Every line of the data is to be output verbatim.

##### GIVEN INFORMATION #####

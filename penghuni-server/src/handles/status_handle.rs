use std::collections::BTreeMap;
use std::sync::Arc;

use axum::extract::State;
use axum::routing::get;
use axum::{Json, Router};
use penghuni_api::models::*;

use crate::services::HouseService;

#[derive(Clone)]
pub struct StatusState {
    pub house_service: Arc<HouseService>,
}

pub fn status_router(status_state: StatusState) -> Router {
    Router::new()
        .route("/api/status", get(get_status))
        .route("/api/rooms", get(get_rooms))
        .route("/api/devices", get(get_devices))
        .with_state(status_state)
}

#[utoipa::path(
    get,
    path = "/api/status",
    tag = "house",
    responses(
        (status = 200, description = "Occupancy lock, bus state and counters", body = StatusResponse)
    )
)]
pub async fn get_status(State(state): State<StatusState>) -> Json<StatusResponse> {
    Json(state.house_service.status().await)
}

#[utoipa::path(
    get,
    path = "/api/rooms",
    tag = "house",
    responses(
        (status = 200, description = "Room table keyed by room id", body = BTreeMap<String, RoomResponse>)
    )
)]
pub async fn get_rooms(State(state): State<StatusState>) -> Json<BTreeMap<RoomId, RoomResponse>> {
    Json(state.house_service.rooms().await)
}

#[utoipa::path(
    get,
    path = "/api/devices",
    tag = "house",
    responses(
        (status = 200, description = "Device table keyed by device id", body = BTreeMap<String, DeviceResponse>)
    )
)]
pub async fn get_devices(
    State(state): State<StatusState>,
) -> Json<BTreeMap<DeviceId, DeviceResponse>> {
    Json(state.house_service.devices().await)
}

#####

FINISHED TASK
filename penghuni-server/src/handles/status_handle.rs
use std::collections::BTreeMap;
use std::sync::Arc;

use axum::extract::State;
use axum::routing::get;
use axum::{Json, Router};
use penghuni_api::models::*;

use crate::services::HouseService;

#[derive(Clone)]
pub struct StatusState {
    pub house_service: Arc<HouseService>,
}

pub fn status_router(status_state: StatusState) -> Router {
    Router::new()
        .route("/api/status", get(get_status))
        .route("/api/rooms", get(get_rooms))
        .route("/api/devices", get(get_devices))
        .with_state(status_state)
}

#[utoipa::path(
    get,
    path = "/api/status",
    tag = "house",
    responses(
        (status = 200, description = "Occupancy lock, bus state and counters", body = StatusResponse)
    )
)]
pub async fn get_status(State(state): State<StatusState>) -> Json<StatusResponse> {
    Json(state.house_service.status().await)
}

#[utoipa::path(
    get,
    path = "/api/rooms",
    tag = "house",
    responses(
        (status = 200, description = "Room table keyed by room id", body = BTreeMap<String, RoomResponse>)
    )
)]
pub async fn get_rooms(State(state): State<StatusState>) -> Json<BTreeMap<RoomId, RoomResponse>> {
    Json(state.house_service.rooms().await)
}

#[utoipa::path(
    get,
    path = "/api/devices",
    tag = "house",
    responses(
        (status = 200, description = "Device table keyed by device id", body = BTreeMap<String, DeviceResponse>)
    )
)]
pub async fn get_devices(
    State(state): State<StatusState>,
) -> Json<BTreeMap<DeviceId, DeviceResponse>> {
    Json(state.house_service.devices().await)
}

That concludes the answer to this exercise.